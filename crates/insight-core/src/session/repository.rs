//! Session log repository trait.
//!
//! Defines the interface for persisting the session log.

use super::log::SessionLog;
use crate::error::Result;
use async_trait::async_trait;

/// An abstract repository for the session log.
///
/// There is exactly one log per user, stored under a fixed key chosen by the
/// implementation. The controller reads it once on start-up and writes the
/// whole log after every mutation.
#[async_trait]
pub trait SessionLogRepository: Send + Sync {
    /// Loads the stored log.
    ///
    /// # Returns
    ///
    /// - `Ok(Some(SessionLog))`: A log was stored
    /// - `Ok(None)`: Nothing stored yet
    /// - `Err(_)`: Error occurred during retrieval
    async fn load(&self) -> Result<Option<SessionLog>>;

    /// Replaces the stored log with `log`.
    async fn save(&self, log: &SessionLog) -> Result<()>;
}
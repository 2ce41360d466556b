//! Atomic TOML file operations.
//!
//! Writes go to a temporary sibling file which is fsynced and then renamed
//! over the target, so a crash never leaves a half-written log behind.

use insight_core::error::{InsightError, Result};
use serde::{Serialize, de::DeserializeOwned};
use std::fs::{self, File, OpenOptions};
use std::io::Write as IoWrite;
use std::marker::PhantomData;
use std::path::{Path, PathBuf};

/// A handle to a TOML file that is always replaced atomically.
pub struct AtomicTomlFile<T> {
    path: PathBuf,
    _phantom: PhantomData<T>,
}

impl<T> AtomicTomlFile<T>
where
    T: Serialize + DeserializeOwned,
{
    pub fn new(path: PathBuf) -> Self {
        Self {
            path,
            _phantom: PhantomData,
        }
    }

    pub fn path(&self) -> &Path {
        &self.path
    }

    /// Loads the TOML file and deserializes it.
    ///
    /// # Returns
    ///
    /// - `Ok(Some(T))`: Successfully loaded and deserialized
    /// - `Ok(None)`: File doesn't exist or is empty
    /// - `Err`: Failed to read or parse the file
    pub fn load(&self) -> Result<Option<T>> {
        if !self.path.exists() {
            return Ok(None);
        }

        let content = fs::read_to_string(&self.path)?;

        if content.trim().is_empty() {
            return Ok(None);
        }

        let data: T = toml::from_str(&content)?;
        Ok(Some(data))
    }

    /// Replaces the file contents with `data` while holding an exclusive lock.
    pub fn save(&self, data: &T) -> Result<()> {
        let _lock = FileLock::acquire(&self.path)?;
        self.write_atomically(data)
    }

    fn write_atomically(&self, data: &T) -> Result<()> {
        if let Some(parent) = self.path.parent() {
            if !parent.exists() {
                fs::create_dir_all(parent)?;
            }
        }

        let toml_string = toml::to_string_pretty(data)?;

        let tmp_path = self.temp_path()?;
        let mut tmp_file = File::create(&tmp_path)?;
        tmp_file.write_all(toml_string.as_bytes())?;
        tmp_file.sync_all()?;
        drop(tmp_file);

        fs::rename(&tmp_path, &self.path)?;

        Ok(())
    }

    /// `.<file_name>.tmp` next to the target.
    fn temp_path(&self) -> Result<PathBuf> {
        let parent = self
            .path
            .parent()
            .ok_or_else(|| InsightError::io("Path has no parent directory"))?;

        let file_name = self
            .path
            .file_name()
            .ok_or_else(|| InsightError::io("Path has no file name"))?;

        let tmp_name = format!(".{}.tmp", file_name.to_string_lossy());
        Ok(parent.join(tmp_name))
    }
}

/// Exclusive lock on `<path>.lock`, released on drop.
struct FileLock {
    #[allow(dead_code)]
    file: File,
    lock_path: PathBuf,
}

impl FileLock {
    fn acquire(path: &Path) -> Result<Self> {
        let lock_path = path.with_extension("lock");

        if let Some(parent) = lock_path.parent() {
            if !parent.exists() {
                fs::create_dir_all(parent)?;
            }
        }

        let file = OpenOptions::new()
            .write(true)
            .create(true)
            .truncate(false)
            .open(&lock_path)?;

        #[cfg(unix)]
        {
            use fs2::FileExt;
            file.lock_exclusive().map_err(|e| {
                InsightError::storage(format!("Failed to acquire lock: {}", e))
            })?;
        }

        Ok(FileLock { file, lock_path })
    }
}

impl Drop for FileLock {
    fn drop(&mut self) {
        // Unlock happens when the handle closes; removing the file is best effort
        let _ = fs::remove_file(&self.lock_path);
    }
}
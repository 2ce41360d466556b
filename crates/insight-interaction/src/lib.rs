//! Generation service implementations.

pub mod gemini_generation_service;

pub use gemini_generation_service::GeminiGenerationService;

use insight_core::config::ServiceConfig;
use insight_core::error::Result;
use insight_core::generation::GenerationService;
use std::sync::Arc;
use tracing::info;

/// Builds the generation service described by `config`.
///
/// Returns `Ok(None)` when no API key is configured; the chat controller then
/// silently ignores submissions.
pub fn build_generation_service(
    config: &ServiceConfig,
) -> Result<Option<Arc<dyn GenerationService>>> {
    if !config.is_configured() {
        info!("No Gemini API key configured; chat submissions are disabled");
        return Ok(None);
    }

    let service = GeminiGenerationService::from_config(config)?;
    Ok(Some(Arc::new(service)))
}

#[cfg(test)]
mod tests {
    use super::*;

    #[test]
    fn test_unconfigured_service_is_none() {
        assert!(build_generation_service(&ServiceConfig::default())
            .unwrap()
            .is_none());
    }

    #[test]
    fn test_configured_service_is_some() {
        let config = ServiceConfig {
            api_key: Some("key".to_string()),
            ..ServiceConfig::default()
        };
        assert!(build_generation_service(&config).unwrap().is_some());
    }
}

■ ■ ■

▶ _INSTRUCTIONS TO FOLLOW_:
Tally the lines of the listing in which the word "PathBuf" occurs, and state the total alone.

▶ _ANSWER BOX_:
5